Hashing Files with WASM
Waiting 20 minutes to be told of a file conflict? Nah
Recently I was asked for help about a work problem by a friend. It was an interesting and unique problem.
They have internal people who need to upload large files to each instance of a system. These files may be 2-5gb.
The people uploading them may accidentally upload a duplicate because they have to do this so often.
Now for the problem:
Currently, they are waiting until the file uploads, and the backend can tell you it’s a duplicate. They may have wasted 10-30 minutes just to be told it was the wrong file that already existed.
WASM? Why?
Sure there are many ways to solve this and many options to prevent this issue, but what I suggested as something that I’ve never had to do before: use web assembly to compute a file hash client side. Once you have this, you can compare it with your backend for any files that already exist with the same hash.
This should take a couple seconds client side, maybe 20+ on a very old HDD to do. Much better than the wait time to upload under a slow connection.
Another thing to think of, is that you cannot load this entire file into memory. The computer may not have 5gb of ram available, and web assembly has a limit on the ram allocation it can use.
When I first suggested to do this, I knew it was possible with the web crypto api, as it has built in hash function support, but I wasn’t sure if streaming files was also supported.
It wasn’t natively, but thankfully there is a open source ‘hash-wasm’ package that does EXACTLY this! Supports hashing while streaming a file.
Streaming file contents to WASM
Here’s all the code that should be needed to accomplish this:
<script type="module">
import { createSHA256 } from 'https://cdn.jsdelivr.net/npm/hash-wasm/dist/hash-wasm.esm.js';
const CHUNK_SIZE = 64 * 1024 * 1024; // 64 MB chunks
document.getElementById('filePicker').addEventListener('change', async (e) => {
const file = e.target.files[0];
if (!file) return;
const hasher = await createSHA256();
hasher.init();
let offset = 0;
while (offset < file.size) {
const chunk = file.slice(offset, offset + CHUNK_SIZE);
const buffer = await chunk.arrayBuffer();
hasher.update(new Uint8Array(buffer));
offset += CHUNK_SIZE;
}
document.getElementById('result').textContent = hasher.digest('hex');
});
</script>When you get a file from a file picker, loop over that file size, and for every piece of it, call hasher.update from the hash-wasm library. This will correctly compute the SHA-256 hash of the file without needing to have more than 64mb of extra ram!

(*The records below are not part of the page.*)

/********************************************************************************
 * Copyright (c) 2024 Contributors to the Eclipse Foundation
 *
 * See the NOTICE file(s) distributed with this work for additional
 * information regarding copyright ownership.
 *
 * This program and the accompanying materials are made available under the
 * terms of the Apache License Version 2.0 which is available at
 * https://www.apache.org/licenses/LICENSE-2.0
 *
 * SPDX-License-Identifier: Apache-2.0
 ********************************************************************************/

//! # rule-router
//!
//! `rule-router` implements a rule-driven message router core: it matches
//! concrete pub/sub topics against MQTT-style wildcard patterns, evaluates
//! structured predicates over JSON payloads, renders `${path}` templates and
//! hands the results to broker adapters for republication.
//!
//! Internal modules are organized by domain layer to keep behavior ownership
//! explicit: [`routing`] owns the indexed topic trie, [`predicate`] the
//! condition evaluator, [`template`] the renderer, [`data_plane`] the pooled
//! worker pipeline, [`control_plane`] rule intake and [`adapters`] the
//! broker seam.
//!
//! ## Quick start
//!
//! ```
//! use rule_router::{Processor, ProcessorOptions, Rule};
//!
//! # tokio::runtime::Runtime::new().unwrap().block_on(async {
//! let processor = Processor::new(ProcessorOptions::default());
//!
//! let rules: Vec<Rule> = serde_json::from_str(
//!     r#"[
//!         { "topic": "sensors/temperature",
//!           "conditions": {
//!               "operator": "and",
//!               "items": [ { "field": "temperature", "operator": "gt", "value": 30 } ]
//!           },
//!           "action": { "topic": "alerts/temp", "payload": "{\"alert\":${temperature}}" } }
//!     ]"#,
//! )
//! .unwrap();
//! processor.load_rules(rules).unwrap();
//!
//! let actions = processor
//!     .process("sensors/temperature", br#"{"temperature":32.5}"#)
//!     .await
//!     .unwrap();
//! assert_eq!(actions[0].topic, "alerts/temp");
//! assert_eq!(actions[0].payload, "{\"alert\":32.5}");
//!
//! processor.close();
//! # });
//! ```
//!
//! ## Wiring brokers
//!
//! Concrete MQTT/NATS clients implement [`Broker`] outside this crate; the
//! crate ships [`InProcBroker`] as a loopback implementation, the
//! [`BrokerManager`] registry that routes rendered actions to their target
//! broker, and [`IngressListener`] to feed broker callbacks into the
//! processor's bounded queue.

pub mod adapters;
pub mod control_plane;
pub mod data_plane;
mod errors;
pub mod observability;
pub mod predicate;
pub mod routing;
mod rule;
pub mod template;
pub mod value;

pub use adapters::{
    Broker, BrokerManager, BrokerRole, BrokerState, InProcBroker, IngressListener,
    MessageListener,
};
pub use control_plane::{load_rules_dir, load_rules_file, validate_rule, validate_rules};
pub use data_plane::{
    ActionPublisher, MessagePool, PipelineStats, PooledMessage, Processor, ProcessorOptions,
    ResultPool, WorkerState,
};
pub use errors::RouterError;
pub use predicate::evaluate;
pub use routing::{IndexStats, TopicIndex};
pub use rule::{
    Action, CompareOp, Condition, Conditions, LogicOp, RenderedAction, Rule, RuleFile, RuleSet,
};
pub use template::{render_payload, render_topic};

Pretty neat and I am surprised this wasn’t built in to the platform, the streaming piece needed to be done wuth wasm by this 3rd party package, because the native api doesn’t let you pass in a piece at a time for the hasher. The native apis only let us get a hash on a completely loaded file.
If my friend uses this approach, I’ll report back with some of the rough timing calculations in terms of the time to loop over and compute this way.